Während im tropischen Regenwald auf einen Hektar bis zu 500 Baumarten vorkommen, sind es in den „geradezu monotonen Wäldern“ z.B. Europas höchstens 30 – oft nur ein knappes Dutzend. In den Regenwäldern wachsen die Bäume um so besser, „je weniger Artgenossen in ihrer unmittelbaren Nachbarschaft“ wurzeln. Dies ist nicht dem Überfluß, sondern dem Mangel geschuldet – für Reichholf ist das der „Kern der Regenwaldproblematik“.
Die dominierenden Tiere sind hier die Blattschneiderameisen und die Termiten – und beide ernähren sich von Pilzen, die sie in ihren Bauten züchten. Also: „Soziale Insekten“ unten (tagsüber Ameisen, nachts Termiten) und „soziale Pflanzen“ oben (Orchideen-Pilz- und Bromelien-Pilz-Symbiosen, wobei noch Insekten und Spinnen hinzukommen).
Die Blattschneiderameisen schleppen Blattteile in ihr Nest, zerkauen sie und lassen darauf einen Pilz aus der Gattung der Egerlingsschirmlinge wachsen, von dessen Hyphengeflecht sie sich ernähren. Ihre „Pilzgärten“ werden gepflegt und von fremden Sporen und Hyphen gesäubert. Von den Hyphen ihres Pilzes beißen sie die Enden ab, um die Bildung von Fruchtkörpern zu verhindern. Anders die Termiten, in Namibia z.B., die von den Hyphen eines „Champignonartigen“ Pilzes aus der Gruppe der „Termitomyces“ leben, dessen Fruchtkörper sie während der Regenzeit aus dem Termitenhügel rauswachsen lassen. Er zählt zu den größten und schmackhaftesten Speisepilzen, die Weißen nennen ihn „Termitenpilz“. Seine Hyphen in den Pilzgärten der Termiten bilden ihre „Verdauungsmaschine.
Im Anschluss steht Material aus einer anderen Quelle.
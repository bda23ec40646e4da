//! Terminal initialization, restoration, and panic-safe cleanup.

use std::io::{Stdout, stdout};

use color_eyre::eyre::Result;
use crossterm::{
    ExecutableCommand, cursor,
    event::{DisableMouseCapture, EnableMouseCapture},
    terminal::{self, EnterAlternateScreen, LeaveAlternateScreen},
};
use ratatui::{Terminal, backend::CrosstermBackend};

pub type Backend = CrosstermBackend<Stdout>;

/// Owns the terminal for the lifetime of the UI and restores it on drop.
pub struct Tui {
    pub terminal: Terminal<Backend>,
}

impl Tui {
    /// Create a new terminal instance (does NOT enter raw mode yet).
    pub fn new() -> Result<Self> {
        let backend = CrosstermBackend::new(stdout());
        let terminal = Terminal::new(backend)?;
        Ok(Self { terminal })
    }

    /// Alternate screen, raw mode, mouse capture (needed for click-outside
    /// on modals), hidden cursor.
    pub fn enter(&mut self) -> Result<()> {
        terminal::enable_raw_mode()?;
        stdout().execute(EnterAlternateScreen)?;
        stdout().execute(EnableMouseCapture)?;
        stdout().execute(cursor::Hide)?;
        self.terminal.clear()?;
        Ok(())
    }

    pub fn exit(&mut self) {
        restore_terminal();
    }

    pub fn draw<F>(&mut self, render: F) -> Result<()>
    where
        F: FnOnce(&mut ratatui::Frame),
    {
        self.terminal.draw(render)?;
        Ok(())
    }

    /// Terminal size as (width, height).
    pub fn size(&self) -> Result<(u16, u16)> {
        let size = self.terminal.size()?;
        Ok((size.width, size.height))
    }
}

impl Drop for Tui {
    fn drop(&mut self) {
        self.exit();
    }
}

/// Best-effort restoration; individual failures are ignored.
fn restore_terminal() {
    let _ = stdout().execute(cursor::Show);
    let _ = stdout().execute(DisableMouseCapture);
    let _ = stdout().execute(LeaveAlternateScreen);
    let _ = terminal::disable_raw_mode();
}

/// Install panic and error hooks that restore the terminal before printing.
///
/// Must be called BEFORE entering the terminal.
pub fn install_hooks() -> Result<()> {
    let (panic_hook, eyre_hook) = color_eyre::config::HookBuilder::default()
        .display_env_section(false)
        .into_hooks();

    eyre_hook.install()?;

    let panic_hook = panic_hook.into_panic_hook();
    std::panic::set_hook(Box::new(move |info| {
        restore_terminal();
        panic_hook(info);
    }));

    Ok(())
}
// ── Reactive data store ──
//
// The three collections the client mirrors from the backend, each held in
// a `watch` channel and replaced wholesale on every successful fetch.

mod data_store;
mod slot;

pub use data_store::DataStore;
pub use slot::Versioned;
Die Hyphen verdauen das von den Termiten herbeigeschleppte Holzmaterial vor und wandeln es in Zucker und Eiweiß um, von dem die Termiten leben. Die Blattschneiderameisen und ihr Pilz ebenso wie die Termiten und ihr Pilz sind so aufeinander angewiesen, dass sie ohne den jeweils anderen nicht leben können. In den Nestern bzw. Bauten finden ihre Pilze die idealen Lebensbedingungen und werden zudem vor ihren Freßfeinden geschützt.
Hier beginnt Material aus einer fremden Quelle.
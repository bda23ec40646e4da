//! Declarative view layer.
//!
//! Pure functions from store snapshots to render instructions. Each call
//! produces a complete table body that replaces the previous one; the
//! front-end only maps these plain values onto widgets.

use chrono::{DateTime, NaiveDateTime};
use inventario_api::{Movement, MovementKind, Product, Statistics};

pub const PRODUCT_COLUMNS: [&str; 8] = [
    "Código",
    "Nombre",
    "Categoría",
    "Stock",
    "Stock mín.",
    "Precio",
    "Ubicación",
    "Estado",
];

pub const MOVEMENT_COLUMNS: [&str; 6] = [
    "Fecha",
    "Producto",
    "Tipo",
    "Cantidad",
    "Motivo",
    "Usuario",
];

/// Movements beyond this many are not rendered.
pub const MAX_MOVEMENT_ROWS: usize = 50;

pub const NO_PRODUCTS: &str = "No hay productos registrados";
pub const NO_MOVEMENTS: &str = "No hay movimientos registrados";
pub const NO_LOW_STOCK: &str = "No hay productos con stock bajo";

const DEFAULT_UNIT: &str = "uds";
const EMPTY_CELL: &str = "-";

// ── Render instructions ─────────────────────────────────────────────

#[derive(Debug, Clone, Copy, PartialEq, Eq)]
pub enum Tone {
    Success,
    Warning,
    Danger,
}

#[derive(Debug, Clone, PartialEq, Eq)]
pub struct Badge {
    pub text: String,
    pub tone: Tone,
}

#[derive(Debug, Clone, Copy, PartialEq, Eq)]
pub enum StockLevel {
    Low,
    Ok,
}

/// Either a single placeholder row spanning every column, or data rows.
#[derive(Debug, Clone, PartialEq, Eq)]
pub enum TableBody<R> {
    Placeholder { message: &'static str, colspan: usize },
    Rows(Vec<R>),
}

impl<R> TableBody<R> {
    /// Number of rendered rows, counting a placeholder as one.
    pub fn row_count(&self) -> usize {
        match self {
            Self::Placeholder { .. } => 1,
            Self::Rows(rows) => rows.len(),
        }
    }
}

#[derive(Debug, Clone, PartialEq, Eq)]
pub struct ProductRow {
    pub id: i64,
    pub code: String,
    pub name: String,
    pub category: String,
    /// Quantity followed by unit, e.g. `4 L`.
    pub stock: String,
    pub stock_level: StockLevel,
    pub min_stock: String,
    pub price: String,
    pub location: String,
    pub status: Badge,
}

#[derive(Debug, Clone, PartialEq, Eq)]
pub struct MovementRow {
    pub date: String,
    pub product: String,
    pub kind: Badge,
    pub quantity: String,
    pub reason: String,
    pub user: String,
}

#[derive(Debug, Clone, PartialEq, Eq)]
pub struct StatisticsView {
    pub total_products: String,
    pub low_stock_products: String,
    pub total_value: String,
}

// ── Views ───────────────────────────────────────────────────────────

pub fn statistics_view(stats: &Statistics) -> StatisticsView {
    StatisticsView {
        total_products: stats.total_products.to_string(),
        low_stock_products: stats.low_stock_products.to_string(),
        total_value: format_money(stats.total_value),
    }
}

pub fn products_view(products: &[Product]) -> TableBody<ProductRow> {
    product_table(products.iter(), NO_PRODUCTS)
}

/// Products at or below their minimum stock.
pub fn low_stock_view(products: &[Product]) -> TableBody<ProductRow> {
    product_table(products.iter().filter(|p| p.is_low_stock()), NO_LOW_STOCK)
}

/// The first [`MAX_MOVEMENT_ROWS`] movements, with product names resolved
/// against `products`.
pub fn movements_view(movements: &[Movement], products: &[Product]) -> TableBody<MovementRow> {
    if movements.is_empty() {
        return TableBody::Placeholder {
            message: NO_MOVEMENTS,
            colspan: MOVEMENT_COLUMNS.len(),
        };
    }

    let rows = movements
        .iter()
        .take(MAX_MOVEMENT_ROWS)
        .map(|m| MovementRow {
            date: format_timestamp(&m.timestamp),
            product: products
                .iter()
                .find(|p| p.id == m.product_id)
                .map_or_else(|| format!("Producto #{}", m.product_id), |p| p.name.clone()),
            kind: movement_badge(m.kind),
            quantity: format_number(m.quantity),
            reason: or_dash(m.reason.as_deref()),
            user: or_dash(m.user.as_deref()),
        })
        .collect();
    TableBody::Rows(rows)
}

fn product_table<'a>(
    products: impl Iterator<Item = &'a Product>,
    empty: &'static str,
) -> TableBody<ProductRow> {
    let rows: Vec<ProductRow> = products.map(product_row).collect();
    if rows.is_empty() {
        TableBody::Placeholder {
            message: empty,
            colspan: PRODUCT_COLUMNS.len(),
        }
    } else {
        TableBody::Rows(rows)
    }
}

fn product_row(p: &Product) -> ProductRow {
    let unit = p
        .unit
        .as_deref()
        .filter(|u| !u.is_empty())
        .unwrap_or(DEFAULT_UNIT);

    ProductRow {
        id: p.id,
        code: p.code.clone(),
        name: p.name.clone(),
        category: or_dash(p.category.as_deref()),
        stock: format!("{} {unit}", format_number(p.stock)),
        stock_level: if p.is_low_stock() {
            StockLevel::Low
        } else {
            StockLevel::Ok
        },
        min_stock: format_number(p.min_stock),
        price: format_money(p.unit_price.unwrap_or_default()),
        location: or_dash(p.location.as_deref()),
        status: if p.active {
            Badge {
                text: "Activo".into(),
                tone: Tone::Success,
            }
        } else {
            Badge {
                text: "Inactivo".into(),
                tone: Tone::Danger,
            }
        },
    }
}

fn movement_badge(kind: MovementKind) -> Badge {
    Badge {
        text: kind.as_str().to_uppercase(),
        tone: match kind {
            MovementKind::Entry => Tone::Success,
            MovementKind::Exit => Tone::Warning,
        },
    }
}

// ── Formatting helpers ──────────────────────────────────────────────

fn or_dash(value: Option<&str>) -> String {
    value
        .filter(|v| !v.is_empty())
        .unwrap_or(EMPTY_CELL)
        .to_owned()
}

/// Euro amount with two decimals: `€12.50`.
pub fn format_money(value: f64) -> String {
    format!("€{value:.2}")
}

/// Shortest decimal form: `5` for 5.0, `2.5` for 2.5.
pub fn format_number(value: f64) -> String {
    value.to_string()
}

/// Render a backend timestamp as `d/m/yyyy, HH:MM:SS` (Spanish locale).
///
/// Offset-less timestamps are shown as-is; timestamps with an offset are
/// shown in their own wall-clock time. Unparsable input is returned
/// verbatim.
pub fn format_timestamp(raw: &str) -> String {
    const DISPLAY: &str = "%-d/%-m/%Y, %H:%M:%S";

    let raw = raw.trim();
    if raw.is_empty() {
        return EMPTY_CELL.to_owned();
    }
    if let Ok(dt) = DateTime::parse_from_rfc3339(raw) {
        return dt.naive_local().format(DISPLAY).to_string();
    }
    ["%Y-%m-%dT%H:%M:%S%.f", "%Y-%m-%d %H:%M:%S%.f"]
        .iter()
        .find_map(|fmt| NaiveDateTime::parse_from_str(raw, fmt).ok())
        .map_or_else(|| raw.to_owned(), |dt| dt.format(DISPLAY).to_string())
}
Die immer feuchtwarme Urwaldluft ist laut Reichholf erfüllt von winzigen Pilzsporen: Schon nach kurzer Zeit ist jeder Gegenstand mit einem Schimmelpilzfilm überzogen. Selbst das Faultier setzt an seinem Fell Pilze und Algen an, von denen sich wiederum die Larven einer kleinen Schmetterlingsart ernähren. Die Faultiere leben meist auf „Ameisenbäumen“ deren hohle Stämme Ameisen beherbergen. Der Baum scheidet „extraflorale Nektarien“ für sie aus, sie wiederum halten ihm Insekten (u.a. Blattschneiderameisen) und andere Feinde vom Leib – noch eine Symbiose. Weitere Exo- und Endoymbiosen finden sich oben in den das Regenwasser auffangenden Trichtern und Blattachseln von Bromelien, die die Flüssigkeit zusammen mit Staubpartikeln und ertrunkenen Kleininsekten durch Bakterien aufarbeiten lassen: „umgekehrte Hydrokulturen.“ Unten im Boden nehmen u.a. Käferlarven die Hilfe von Mikroben an, um die wenigen organischen Abfallstoffe dort zu verdauen.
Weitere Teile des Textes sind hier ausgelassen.